NASA has announced the discovery of water on a sunlit surface of the Moon. The discovery could have major implications both for piecing together the history of the Solar System but also for future human spaceflight.

The discovery was made by NASA's Stratospheric Observatory for Infrared Astronomy (SOFIA), and is particularly surprising because it suggests water can survive the extremities of the lunar day.

It could also mean that more water is available across the surface of the Moon.

The water was discovered in the Clavius crater (pictured at the top of this page) of the Moon's southern hemisphere.

Previous observations of the lunar surface had detected hydrogen, but SOFIA's infrared spectrometer was able to confirm the hydrogen detected is unique to the water molecule H20, indicating the presence of water.

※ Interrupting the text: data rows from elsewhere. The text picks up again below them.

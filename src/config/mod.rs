//! Configuration module for the serial bridge.
//!
//! This module provides TOML-based configuration with environment variable overrides.
//!
//! # Configuration Resolution
//!
//! Configuration is loaded from the following locations (in order of priority):
//!
//! 1. `--config <PATH>` on the command line
//! 2. `ARDUINO_MCP_CONFIG` environment variable (explicit path)
//! 3. `./arduino-mcp.toml` (current directory)
//! 4. The platform config directory, e.g. `~/.config/arduino-serial-mcp/arduino-mcp.toml`
//! 5. Built-in defaults (no file required)
//!
//! # Environment Overrides
//!
//! Runtime settings can be overridden with `ARDUINO_MCP_<SECTION>_<KEY>`:
//! - `ARDUINO_MCP_SERIAL_READ_TIMEOUT_MS=50`
//! - `ARDUINO_MCP_LOGGING_LEVEL=debug`
//! - `ARDUINO_MCP_LOGGING_FORMAT=pretty`
//!
//! Tool defaults, the history capacity and the line terminator are fixed and
//! have no file key or override.
//!
//! # Example
//!
//! ```rust,no_run
//! use arduino_serial_mcp::config::ConfigLoader;
//!
//! let loader = ConfigLoader::load()?;
//! println!("Read timeout: {:?}", loader.config().serial.read_timeout());
//! # Ok::<(), arduino_serial_mcp::config::ConfigError>(())
//! ```

mod error;
mod loader;
mod schema;

pub use error::{ConfigError, ConfigResult};
pub use loader::{get_default_config_path, resolve_config_path, ConfigLoader};
pub use schema::{Config, LogFormat, LoggingConfig, SerialConfig};
//! Arduino Serial MCP Library
//!
//! Exposes serial-attached microcontrollers to MCP clients as five tools:
//! list ports, connect, read recent lines, send, disconnect. Incoming bytes
//! are split into lines and kept in a bounded per-port history.
//!
//! # Modules
//!
//! - `config`: Configuration management with TOML support
//! - `error`: Unified error handling
//! - `framer`: Byte stream to line splitting
//! - `history`: Bounded, timestamped line history
//! - `logging`: Tracing subscriber setup
//! - `mcp`: MCP handler served over stdio
//! - `port`: Port abstraction layer for serial communication
//! - `registry`: Live connections keyed by device path
//! - `tools`: Tool catalog and dispatcher

pub mod config;
pub mod error;
pub mod framer;
pub mod history;
pub mod logging;
pub mod mcp;
pub mod port;
pub mod registry;
pub mod tools;

// Re-export commonly used types for convenience
pub use error::{BridgeError, BridgeResult};
pub use framer::LineFramer;
pub use history::{History, Record, SharedHistory};
pub use mcp::McpServer;
pub use port::{
    MockDevice, MockPortOpener, PortConfiguration, PortDirectory, PortError, PortInfo,
    PortOpener, SerialPortAdapter, StaticPortDirectory, SystemPortDirectory, SystemPortOpener,
};
pub use registry::{ConnectionInfo, ConnectionRegistry, RegistryConfig};
pub use tools::{CallToolResult, ToolDispatcher};

// Re-export config types
pub use config::{Config, ConfigError, ConfigLoader, ConfigResult};
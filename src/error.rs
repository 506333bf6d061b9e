use crate::port::PortError;
use thiserror::Error;

/// A specialized `Result` type for registry, directory and tool operations.
pub type BridgeResult<T> = Result<T, BridgeError>;

/// Unified bridge error type.
///
/// Every variant reachable from a tool call is turned into an `isError`
/// response by the dispatcher; `StreamFault` only ever reaches the log.
#[derive(Debug, Error)]
pub enum BridgeError {
    /// The host port listing failed.
    #[error("Failed to list serial ports: {0}")]
    Enumeration(#[source] PortError),

    /// A device could not be opened.
    #[error("Failed to open {path}: {source}")]
    Open {
        path: String,
        #[source]
        source: PortError,
    },

    /// The operation targeted a path with no live connection.
    #[error("Not connected to {0}. Connect first.")]
    NotConnected(String),

    /// A request argument was missing or malformed.
    #[error("Invalid argument: {0}")]
    InvalidArgument(String),

    #[error("Unknown tool: {0}")]
    UnknownTool(String),

    /// The local transmit buffer refused the data.
    #[error("Failed to write to {path}: {source}")]
    Write {
        path: String,
        #[source]
        source: PortError,
    },

    /// Asynchronous I/O failure on an open stream.
    #[error("Stream fault on {path}: {source}")]
    StreamFault {
        path: String,
        #[source]
        source: PortError,
    },

    #[error("Failed to encode result: {0}")]
    Serialization(#[from] serde_json::Error),
}

impl BridgeError {
    pub fn missing_argument(name: &str) -> Self {
        Self::InvalidArgument(format!("missing required field '{name}'"))
    }

    pub fn invalid_argument(name: &str, reason: &str) -> Self {
        Self::InvalidArgument(format!("'{name}' {reason}"))
    }

    /// Stable name of the variant, used as a structured logging field.
    pub fn kind(&self) -> &'static str {
        match self {
            Self::Enumeration(_) => "EnumerationError",
            Self::Open { .. } => "OpenError",
            Self::NotConnected(_) => "NotConnectedError",
            Self::InvalidArgument(_) => "InvalidArgumentError",
            Self::UnknownTool(_) => "UnknownTool",
            Self::Write { .. } => "WriteError",
            Self::StreamFault { .. } => "StreamFault",
            Self::Serialization(_) => "SerializationError",
        }
    }
}

#[cfg(test)]
mod tests {
    use super::*;

    #[test]
    fn not_connected_message() {
        let err = BridgeError::NotConnected("DEV2".into());
        assert_eq!(err.to_string(), "Not connected to DEV2. Connect first.");
        assert_eq!(err.kind(), "NotConnectedError");
    }

    #[test]
    fn missing_argument_names_the_field() {
        let err = BridgeError::missing_argument("port");
        assert_eq!(
            err.to_string(),
            "Invalid argument: missing required field 'port'"
        );
    }

    #[test]
    fn open_error_includes_source() {
        let err = BridgeError::Open {
            path: "COM7".into(),
            source: PortError::not_found("COM7"),
        };
        assert_eq!(
            err.to_string(),
            "Failed to open COM7: Serial port not found: COM7"
        );
    }
}
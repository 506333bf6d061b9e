//! Configuration schema definitions.
//!
//! All sections deserialize with defaults, so an empty file (or no file)
//! yields a working configuration.

use super::error::{ConfigError, ConfigResult};
use serde::{Deserialize, Serialize};
use std::time::Duration;

/// Root configuration structure.
///
/// Only runtime concerns live here. Tool defaults, the history capacity and
/// the outgoing line terminator are fixed by the bridge's protocol.
#[derive(Debug, Clone, Default, PartialEq, Eq, Serialize, Deserialize)]
#[serde(default)]
pub struct Config {
    /// Serial port configuration
    pub serial: SerialConfig,
    /// Logging configuration
    pub logging: LoggingConfig,
}

impl Config {
    /// Reject values the bridge cannot run with.
    pub fn validate(&self) -> ConfigResult<()> {
        if self.serial.read_timeout_ms == 0 {
            return Err(ConfigError::validation(
                "serial.read_timeout_ms",
                "must be greater than zero",
            ));
        }
        Ok(())
    }
}

/// Serial port configuration section.
#[derive(Debug, Clone, PartialEq, Eq, Serialize, Deserialize)]
#[serde(default)]
pub struct SerialConfig {
    /// Read timeout in milliseconds; also the reader thread's poll interval
    pub read_timeout_ms: u64,
}

impl Default for SerialConfig {
    fn default() -> Self {
        Self {
            read_timeout_ms: 100,
        }
    }
}

impl SerialConfig {
    /// Get the read timeout as Duration
    pub fn read_timeout(&self) -> Duration {
        Duration::from_millis(self.read_timeout_ms)
    }
}

/// Logging configuration section.
#[derive(Debug, Clone, PartialEq, Eq, Serialize, Deserialize)]
#[serde(default)]
pub struct LoggingConfig {
    /// Filter directive: "trace", "debug", "info", "warn", "error", or a
    /// full `EnvFilter` expression
    pub level: String,
    /// Log format: "pretty" or "compact"
    pub format: LogFormat,
}

impl Default for LoggingConfig {
    fn default() -> Self {
        Self {
            level: "info".to_string(),
            format: LogFormat::Compact,
        }
    }
}

/// Log output format.
#[derive(Debug, Clone, Copy, Default, PartialEq, Eq, Serialize, Deserialize)]
#[serde(rename_all = "lowercase")]
pub enum LogFormat {
    /// Multi-line human readable output
    Pretty,
    /// Single-line output
    #[default]
    Compact,
}

impl std::str::FromStr for LogFormat {
    type Err = String;

    fn from_str(s: &str) -> Result<Self, Self::Err> {
        match s.to_ascii_lowercase().as_str() {
            "pretty" => Ok(Self::Pretty),
            "compact" => Ok(Self::Compact),
            other => Err(format!("unknown log format '{other}'")),
        }
    }
}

NASA's SOFIA observatory is enabling astronomers to learn more about galactic winds. Credit: NASA
SOFIA is a 2.7-meter reflecting telescope housed aboard a Boeing 747SP aircraft. Credit: NASA

The water does not exist in puddles, but in concentrations of 100 to 412 parts per million. This is about the same as a 350ml bottle of water trapped in a cubic metre of soil spread across the surface of the Moon.

The Sahara desert, as a comparison, has 100 times the amount of water detected by SOFIA detected in the lunar soil.

It was already known that water exists in the darker, colder craters of the Moon, but finding water in a sunlit region suggests water could be more abundant on the Moon than thought, while the presence of water in more easily accessible regions of the Moon could have major implications for human spaceflight.

NASA scientists have suggested the water may be delivered by micrometeorites impacting the Moon and depositing the water on the lunar surface.

Or, it could have been delivered to the Moon by the solar wind, which is a stream of charged particles emanating from the Sun.

This could deliver hydrogen to the lunar surface, and a subsequent chemical reaction with oxygen-bearing minerals in the lunar soil could create hydroxyl.Radiation from micrometeorites might then transform that hydroxyl into water.

But how the water remains on the Moon is a mystery, as water on the sunlit surface of the Moon should be lost to space. It could be trapped within glass beads deposited by micrometeorite impacts, say NASA scientists.

The discovery has major implications for our understanding of the role played by water in the creation and evolution of the Solar System, but also for NASA's Artemis program to establish a human presence on the Moon.

“Prior to the SOFIA observations, we knew there was some kind of hydration,” says Casey Honniball, lead author of the study at the University of Hawaii at Mānoa in Honolulu. “But we didn’t know how much, if any, was actually water molecules – like we drink every day – or something more like drain cleaner.

“Without a thick atmosphere, water on the sunlit lunar surface should just be lost to space, yet somehow we’re seeing it. Something is generating the water, and something must be trapping it there.”

“Water is a valuable resource, for both scientific purposes and for use by our explorers,” says Jacob Bleacher, chief exploration scientist for NASA’s Human Exploration and Operations Mission Directorate.

“If we can use the resources at the Moon, then we can carry less water and more equipment to help enable new scientific discoveries.”